(Task brief): Set down, exactly as written, every line from the top of the records below to the line containing "use crate::messages::Topic;", both ends included, and no others.

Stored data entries

_ _ _

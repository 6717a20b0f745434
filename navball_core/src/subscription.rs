// navball_core/src/subscription.rs

//! Tracks which topics the panel is interested in and keeps the host's
//! subscriptions in line with that selection.

use tracing::{debug, info};

use crate::config::{PanelConfig, PanelSchemas, SettingsField};
use crate::host::RenderHost;
use crate::messages::Topic;

/// Topics whose schema is exactly `schema`, in the order the host listed them.
pub fn list_candidate_topics(all_topics: &[Topic], schema: &str) -> Vec<Topic> {
    all_topics
        .iter()
        .filter(|topic| topic.schema == schema)
        .cloned()
        .collect()
}

/// Fills in an orientation topic when none is selected yet.
///
/// The first candidate is taken. An existing selection is never replaced, and
/// the heading topic is left alone: heading display is opt-in.
pub fn default_selection(orientation_candidates: &[Topic], current: &PanelConfig) -> PanelConfig {
    let mut selection = current.clone();
    if selection.orientation_topic.is_none() {
        selection.orientation_topic = orientation_candidates.first().map(|t| t.name.clone());
    }
    selection
}

/// Owns the panel configuration and the candidate lists derived from the
/// host's topic list.
#[derive(Debug)]
pub struct SubscriptionManager {
    config: PanelConfig,
    schemas: PanelSchemas,
    orientation_candidates: Vec<Topic>,
    heading_candidates: Vec<Topic>,
    /// The topic list last sent to the host, `None` before the first request.
    subscribed: Option<Vec<String>>,
}

impl SubscriptionManager {
    pub fn new(config: PanelConfig, schemas: PanelSchemas) -> Self {
        Self {
            config,
            schemas,
            orientation_candidates: Vec::new(),
            heading_candidates: Vec::new(),
            subscribed: None,
        }
    }

    pub fn config(&self) -> &PanelConfig {
        &self.config
    }

    pub fn orientation_candidates(&self) -> &[Topic] {
        &self.orientation_candidates
    }

    pub fn heading_candidates(&self) -> &[Topic] {
        &self.heading_candidates
    }

    /// Recomputes both candidate lists from a new host topic list and applies
    /// the default selection.
    ///
    /// Returns `true` if the candidates or the configuration changed.
    pub fn update_topics<H: RenderHost>(&mut self, host: &mut H, topics: &[Topic]) -> bool {
        let orientation = list_candidate_topics(topics, &self.schemas.orientation);
        let heading = list_candidate_topics(topics, &self.schemas.heading);
        let candidates_changed =
            orientation != self.orientation_candidates || heading != self.heading_candidates;
        self.orientation_candidates = orientation;
        self.heading_candidates = heading;

        let selection = default_selection(&self.orientation_candidates, &self.config);
        let config_changed = self.set_config(host, selection);
        if config_changed {
            info!(
                "Defaulted orientation topic to '{}'.",
                self.config.orientation_topic.as_deref().unwrap_or_default()
            );
        }
        candidates_changed || config_changed
    }

    pub fn select_orientation_topic<H: RenderHost>(&mut self, host: &mut H, name: Option<String>) -> bool {
        self.select(host, SettingsField::OrientationTopic, name)
    }

    pub fn select_heading_topic<H: RenderHost>(&mut self, host: &mut H, name: Option<String>) -> bool {
        self.select(host, SettingsField::HeadingTopic, name)
    }

    /// Updates one field, persisting and re-subscribing if it actually changed.
    pub fn select<H: RenderHost>(&mut self, host: &mut H, field: SettingsField, name: Option<String>) -> bool {
        let mut selection = self.config.clone();
        match field {
            SettingsField::OrientationTopic => selection.orientation_topic = name,
            SettingsField::HeadingTopic => selection.heading_topic = name,
        }
        let changed = self.set_config(host, selection);
        if changed {
            info!("Selected {:?}: {:?}", field, self.config);
            self.sync_subscriptions(host);
        }
        changed
    }

    /// Sends the current selection to the host unless it already has it.
    /// Both topics go out together; the host treats repeats as no-ops.
    pub fn sync_subscriptions<H: RenderHost>(&mut self, host: &mut H) -> bool {
        let wanted = self.config.selected_topics();
        if self.subscribed.as_ref() == Some(&wanted) {
            return false;
        }
        debug!("Subscribing to {:?}", wanted);
        host.subscribe(&wanted);
        self.subscribed = Some(wanted);
        true
    }

    /// Drops every subscription. Used at teardown.
    pub fn clear_subscriptions<H: RenderHost>(&mut self, host: &mut H) {
        if self.subscribed.as_ref().is_some_and(|topics| topics.is_empty()) {
            return;
        }
        host.subscribe(&[]);
        self.subscribed = Some(Vec::new());
    }

    fn set_config<H: RenderHost>(&mut self, host: &mut H, config: PanelConfig) -> bool {
        if config == self.config {
            return false;
        }
        self.config = config;
        host.save_state(&self.config);
        true
    }
}

#[cfg(test)]
mod tests {
    use super::*;
    use crate::testing::MockHost;

    fn sample_topics() -> Vec<Topic> {
        vec![
            Topic::new("/a", "Quaternion"),
            Topic::new("/velocity", "Vector3"),
            Topic::new("/b", "Quaternion"),
            Topic::new("/camera", "Image"),
        ]
    }

    #[test]
    fn candidates_keep_host_order_and_filter_by_schema() {
        let names: Vec<_> = list_candidate_topics(&sample_topics(), "Quaternion")
            .into_iter()
            .map(|t| t.name)
            .collect();
        assert_eq!(names, ["/a", "/b"]);
        assert!(list_candidate_topics(&sample_topics(), "PointCloud").is_empty());
        assert!(list_candidate_topics(&[], "Quaternion").is_empty());
    }

    #[test]
    fn default_picks_first_candidate_only_when_unset() {
        let candidates = list_candidate_topics(&sample_topics(), "Quaternion");

        let defaulted = default_selection(&candidates, &PanelConfig::default());
        assert_eq!(defaulted.orientation_topic.as_deref(), Some("/a"));
        assert_eq!(defaulted.heading_topic, None);

        let chosen = PanelConfig {
            orientation_topic: Some("/b".to_string()),
            heading_topic: None,
        };
        assert_eq!(default_selection(&candidates, &chosen), chosen);

        assert_eq!(default_selection(&[], &PanelConfig::default()), PanelConfig::default());
    }

    #[test]
    fn update_topics_persists_the_default() {
        let mut host = MockHost::default();
        let mut manager = SubscriptionManager::new(PanelConfig::default(), PanelSchemas::default());

        assert!(manager.update_topics(&mut host, &sample_topics()));
        assert_eq!(manager.config().orientation_topic.as_deref(), Some("/a"));
        assert_eq!(host.saved.len(), 1);

        // Same list again: nothing to do.
        assert!(!manager.update_topics(&mut host, &sample_topics()));
        assert_eq!(host.saved.len(), 1);
    }

    #[test]
    fn selection_change_resubscribes_both_topics() {
        let mut host = MockHost::default();
        let mut manager = SubscriptionManager::new(PanelConfig::default(), PanelSchemas::default());
        manager.update_topics(&mut host, &sample_topics());
        manager.sync_subscriptions(&mut host);
        assert_eq!(host.last_subscription(), Some(&["/a".to_string()][..]));

        assert!(manager.select_heading_topic(&mut host, Some("/velocity".to_string())));
        assert_eq!(
            host.last_subscription(),
            Some(&["/a".to_string(), "/velocity".to_string()][..])
        );
        assert_eq!(host.saved.last().unwrap().heading_topic.as_deref(), Some("/velocity"));

        // Re-selecting the same topic is not a change.
        let requests = host.subscriptions.len();
        assert!(!manager.select_heading_topic(&mut host, Some("/velocity".to_string())));
        assert_eq!(host.subscriptions.len(), requests);
    }

    #[test]
    fn stale_topic_is_preserved() {
        let mut host = MockHost::default();
        let stale = PanelConfig {
            orientation_topic: Some("/gone".to_string()),
            heading_topic: None,
        };
        let mut manager = SubscriptionManager::new(stale.clone(), PanelSchemas::default());
        manager.update_topics(&mut host, &sample_topics());
        assert_eq!(manager.config(), &stale);
        assert!(host.saved.is_empty());
    }

    #[test]
    fn clearing_subscriptions_sends_an_empty_list_once() {
        let mut host = MockHost::default();
        let mut manager = SubscriptionManager::new(PanelConfig::default(), PanelSchemas::default());
        manager.update_topics(&mut host, &sample_topics());
        manager.sync_subscriptions(&mut host);

        manager.clear_subscriptions(&mut host);
        manager.clear_subscriptions(&mut host);
        assert_eq!(host.subscriptions.len(), 2);
        assert_eq!(host.last_subscription(), Some(&[][..]));
    }
}
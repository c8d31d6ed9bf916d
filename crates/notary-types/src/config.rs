//! Configuration types for notary cluster members and requesters.

use std::{collections::HashSet, fmt, net::SocketAddr, path::{Path, PathBuf}, time::Duration};

use serde::{Deserialize, Serialize};

use crate::{NodeId, NotaryError, Result, constants};

/// Which server flow runs and which uniqueness provider backs it.
#[derive(Debug, Clone, Copy, PartialEq, Eq, Hash, Serialize, Deserialize)]
#[serde(rename_all = "snake_case")]
pub enum NotaryServiceType {
    /// Uniqueness only, single node, in-memory provider.
    Simple,
    /// Full transaction verification, single node, in-memory provider.
    Validating,
    /// Uniqueness only, replicated through Raft.
    RaftSimple,
    /// Full transaction verification, replicated through Raft.
    RaftValidating,
}

impl NotaryServiceType {
    /// Stable identifier advertised for this service.
    #[must_use]
    pub fn id(self) -> &'static str {
        match self {
            Self::Simple => "notary.simple",
            Self::Validating => "notary.validating",
            Self::RaftSimple => "notary.simple.raft",
            Self::RaftValidating => "notary.validating.raft",
        }
    }

    /// Whether the server flow re-verifies the full transaction.
    #[must_use]
    pub fn is_validating(self) -> bool {
        matches!(self, Self::Validating | Self::RaftValidating)
    }

    /// Whether uniqueness is replicated across a cluster.
    #[must_use]
    pub fn is_clustered(self) -> bool {
        matches!(self, Self::RaftSimple | Self::RaftValidating)
    }
}

impl fmt::Display for NotaryServiceType {
    fn fmt(&self, f: &mut fmt::Formatter<'_>) -> fmt::Result {
        f.write_str(self.id())
    }
}

/// One member of the notary cluster.
#[derive(Debug, Clone, PartialEq, Eq, Serialize, Deserialize)]
pub struct ClusterMember {
    /// Member identity (its public key).
    pub node_id: NodeId,
    /// Address the member accepts Raft traffic on.
    pub raft_addr: SocketAddr,
    /// Address the member accepts notarisation sessions on.
    pub notary_addr: SocketAddr,
}

/// Fixed cluster membership. No dynamic reconfiguration.
#[derive(Debug, Clone, Default, PartialEq, Eq, Serialize, Deserialize)]
pub struct ClusterConfig {
    pub members: Vec<ClusterMember>,
}

impl ClusterConfig {
    /// Node ids of every member, in configuration order.
    #[must_use]
    pub fn node_ids(&self) -> Vec<NodeId> {
        self.members.iter().map(|m| m.node_id).collect()
    }

    #[must_use]
    pub fn member(&self, node_id: &NodeId) -> Option<&ClusterMember> {
        self.members.iter().find(|m| m.node_id == *node_id)
    }

    /// Votes needed for a strict majority of the cluster.
    #[must_use]
    pub fn quorum(&self) -> usize {
        self.members.len() / 2 + 1
    }

    /// Membership must be non-empty with unique node ids.
    pub fn validate(&self) -> Result<()> {
        if self.members.is_empty() {
            return Err(NotaryError::Configuration(
                "cluster must have at least one member".into(),
            ));
        }
        let mut seen = HashSet::new();
        for member in &self.members {
            if !seen.insert(member.node_id) {
                return Err(NotaryError::Configuration(format!(
                    "duplicate cluster member {}",
                    member.node_id
                )));
            }
        }
        Ok(())
    }
}

/// Raft timing parameters.
#[derive(Debug, Clone, PartialEq, Eq, Serialize, Deserialize)]
#[serde(default)]
pub struct RaftConfig {
    pub election_timeout_min_ms: u64,
    pub election_timeout_max_ms: u64,
    pub heartbeat_interval_ms: u64,
    pub max_entries_per_append: usize,
}

impl Default for RaftConfig {
    fn default() -> Self {
        Self {
            election_timeout_min_ms: constants::DEFAULT_ELECTION_TIMEOUT_MIN_MS,
            election_timeout_max_ms: constants::DEFAULT_ELECTION_TIMEOUT_MAX_MS,
            heartbeat_interval_ms: constants::DEFAULT_HEARTBEAT_INTERVAL_MS,
            max_entries_per_append: constants::DEFAULT_MAX_ENTRIES_PER_APPEND,
        }
    }
}

impl RaftConfig {
    #[must_use]
    pub fn heartbeat_interval(&self) -> Duration {
        Duration::from_millis(self.heartbeat_interval_ms)
    }

    /// Election timeouts must form a non-empty range above the heartbeat.
    pub fn validate(&self) -> Result<()> {
        if self.election_timeout_min_ms >= self.election_timeout_max_ms {
            return Err(NotaryError::Configuration(format!(
                "election_timeout_min_ms ({}) must be below election_timeout_max_ms ({})",
                self.election_timeout_min_ms, self.election_timeout_max_ms
            )));
        }
        if self.heartbeat_interval_ms == 0
            || self.heartbeat_interval_ms >= self.election_timeout_min_ms
        {
            return Err(NotaryError::Configuration(format!(
                "heartbeat_interval_ms ({}) must be positive and below election_timeout_min_ms ({})",
                self.heartbeat_interval_ms, self.election_timeout_min_ms
            )));
        }
        if self.max_entries_per_append == 0 {
            return Err(NotaryError::Configuration(
                "max_entries_per_append must be positive".into(),
            ));
        }
        Ok(())
    }
}

/// Retry policy of the client-side notarisation flow.
#[derive(Debug, Clone, PartialEq, Eq, Serialize, Deserialize)]
#[serde(default)]
pub struct RequesterConfig {
    pub response_timeout_ms: u64,
    pub max_attempts: u32,
    pub retry_backoff_ms: u64,
}

impl Default for RequesterConfig {
    fn default() -> Self {
        Self {
            response_timeout_ms: constants::DEFAULT_RESPONSE_TIMEOUT_MS,
            max_attempts: constants::DEFAULT_MAX_ATTEMPTS,
            retry_backoff_ms: constants::DEFAULT_RETRY_BACKOFF_MS,
        }
    }
}

impl RequesterConfig {
    #[must_use]
    pub fn response_timeout(&self) -> Duration {
        Duration::from_millis(self.response_timeout_ms)
    }

    #[must_use]
    pub fn retry_backoff(&self) -> Duration {
        Duration::from_millis(self.retry_backoff_ms)
    }
}

fn default_tolerance_ms() -> u64 {
    constants::DEFAULT_TIME_TOLERANCE_MS
}

/// Configuration for a single notary member.
#[derive(Debug, Clone, Serialize, Deserialize)]
pub struct NotaryConfig {
    /// Legal name the service signs as.
    pub legal_name: String,
    /// File holding this member's hex-encoded signing seed.
    pub key_seed_path: PathBuf,
    /// Service flavour.
    pub service: NotaryServiceType,
    /// Directory for the durable Raft log.
    pub data_dir: PathBuf,
    /// Time-window tolerance.
    #[serde(default = "default_tolerance_ms")]
    pub time_tolerance_ms: u64,
    /// Cluster membership (a single entry for non-clustered services).
    pub cluster: ClusterConfig,
    #[serde(default)]
    pub raft: RaftConfig,
    #[serde(default)]
    pub requester: RequesterConfig,
}

impl NotaryConfig {
    /// Read and validate a JSON config file.
    pub fn load(path: impl AsRef<Path>) -> Result<Self> {
        let path = path.as_ref();
        let data = std::fs::read_to_string(path).map_err(|e| {
            NotaryError::Configuration(format!("cannot read {}: {e}", path.display()))
        })?;
        let config: Self = serde_json::from_str(&data).map_err(|e| {
            NotaryError::Configuration(format!("cannot parse {}: {e}", path.display()))
        })?;
        Ok(config)
    }

    #[must_use]
    pub fn time_tolerance(&self) -> Duration {
        Duration::from_millis(self.time_tolerance_ms)
    }

    /// Check the config is internally consistent for `local` as this member.
    pub fn validate(&self, local: &NodeId) -> Result<()> {
        self.cluster.validate()?;
        self.raft.validate()?;
        if self.cluster.member(local).is_none() {
            return Err(NotaryError::Configuration(format!(
                "local node {local} is not listed in the cluster"
            )));
        }
        if !self.service.is_clustered() && self.cluster.members.len() > 1 {
            return Err(NotaryError::Configuration(format!(
                "service {} is single-node but {} members are configured",
                self.service,
                self.cluster.members.len()
            )));
        }
        if self.requester.max_attempts == 0 {
            return Err(NotaryError::Configuration(
                "requester.max_attempts must be positive".into(),
            ));
        }
        Ok(())
    }
}

#[cfg(test)]
mod tests {
    use super::*;

    fn member(byte: u8, port: u16) -> ClusterMember {
        ClusterMember {
            node_id: NodeId::from_bytes([byte; 32]),
            raft_addr: SocketAddr::from(([127, 0, 0, 1], port)),
            notary_addr: SocketAddr::from(([127, 0, 0, 1], port + 100)),
        }
    }

    fn config(service: NotaryServiceType, members: Vec<ClusterMember>) -> NotaryConfig {
        NotaryConfig {
            legal_name: "Notary".into(),
            key_seed_path: PathBuf::from("notary.seed"),
            service,
            data_dir: PathBuf::from("data"),
            time_tolerance_ms: constants::DEFAULT_TIME_TOLERANCE_MS,
            cluster: ClusterConfig { members },
            raft: RaftConfig::default(),
            requester: RequesterConfig::default(),
        }
    }

    #[test]
    fn service_type_ids() {
        assert_eq!(NotaryServiceType::RaftValidating.id(), "notary.validating.raft");
        assert!(NotaryServiceType::RaftValidating.is_validating());
        assert!(NotaryServiceType::RaftSimple.is_clustered());
        assert!(!NotaryServiceType::Simple.is_clustered());
    }

    #[test]
    fn quorum_is_strict_majority() {
        let three = ClusterConfig {
            members: vec![member(1, 1), member(2, 2), member(3, 3)],
        };
        assert_eq!(three.quorum(), 2);
        let four = ClusterConfig {
            members: vec![member(1, 1), member(2, 2), member(3, 3), member(4, 4)],
        };
        assert_eq!(four.quorum(), 3);
    }

    #[test]
    fn duplicate_members_rejected() {
        let cfg = ClusterConfig {
            members: vec![member(1, 1), member(1, 2)],
        };
        assert!(matches!(cfg.validate(), Err(NotaryError::Configuration(_))));
    }

    #[test]
    fn raft_defaults_validate() {
        assert!(RaftConfig::default().validate().is_ok());
        let bad = RaftConfig {
            heartbeat_interval_ms: 500,
            ..RaftConfig::default()
        };
        assert!(bad.validate().is_err());
    }

    #[test]
    fn local_node_must_be_member() {
        let cfg = config(NotaryServiceType::RaftSimple, vec![member(1, 1), member(2, 2)]);
        assert!(cfg.validate(&NodeId::from_bytes([1; 32])).is_ok());
        assert!(cfg.validate(&NodeId::from_bytes([9; 32])).is_err());
    }

    #[test]
    fn single_node_service_rejects_cluster() {
        let cfg = config(NotaryServiceType::Simple, vec![member(1, 1), member(2, 2)]);
        assert!(cfg.validate(&NodeId::from_bytes([1; 32])).is_err());
    }

    #[test]
    fn load_applies_defaults() {
        let dir = tempfile::tempdir().unwrap();
        let path = dir.path().join("notary.json");
        let json = format!(
            r#"{{
                "legal_name": "Notary",
                "key_seed_path": "seed",
                "service": "raft_simple",
                "data_dir": "data",
                "cluster": {{ "members": [{{
                    "node_id": "{}",
                    "raft_addr": "127.0.0.1:10020",
                    "notary_addr": "127.0.0.1:10010"
                }}] }}
            }}"#,
            String::from(NodeId::from_bytes([1; 32]))
        );
        std::fs::write(&path, json).unwrap();

        let cfg = NotaryConfig::load(&path).unwrap();
        assert_eq!(cfg.service, NotaryServiceType::RaftSimple);
        assert_eq!(cfg.time_tolerance(), Duration::from_secs(30));
        assert_eq!(cfg.raft, RaftConfig::default());
        assert_eq!(cfg.requester.max_attempts, constants::DEFAULT_MAX_ATTEMPTS);
    }

    #[test]
    fn load_missing_file_is_config_error() {
        let err = NotaryConfig::load("/nonexistent/notary.json").unwrap_err();
        assert!(matches!(err, NotaryError::Configuration(_)));
    }
}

_ _ _

(Response area):
repository 6717a20b0f745434
filename navball_core/src/subscription.rs
// navball_core/src/subscription.rs

//! Tracks which topics the panel is interested in and keeps the host's
//! subscriptions in line with that selection.

use tracing::{debug, info};

use crate::config::{PanelConfig, PanelSchemas, SettingsField};
use crate::host::RenderHost;
use crate::messages::Topic;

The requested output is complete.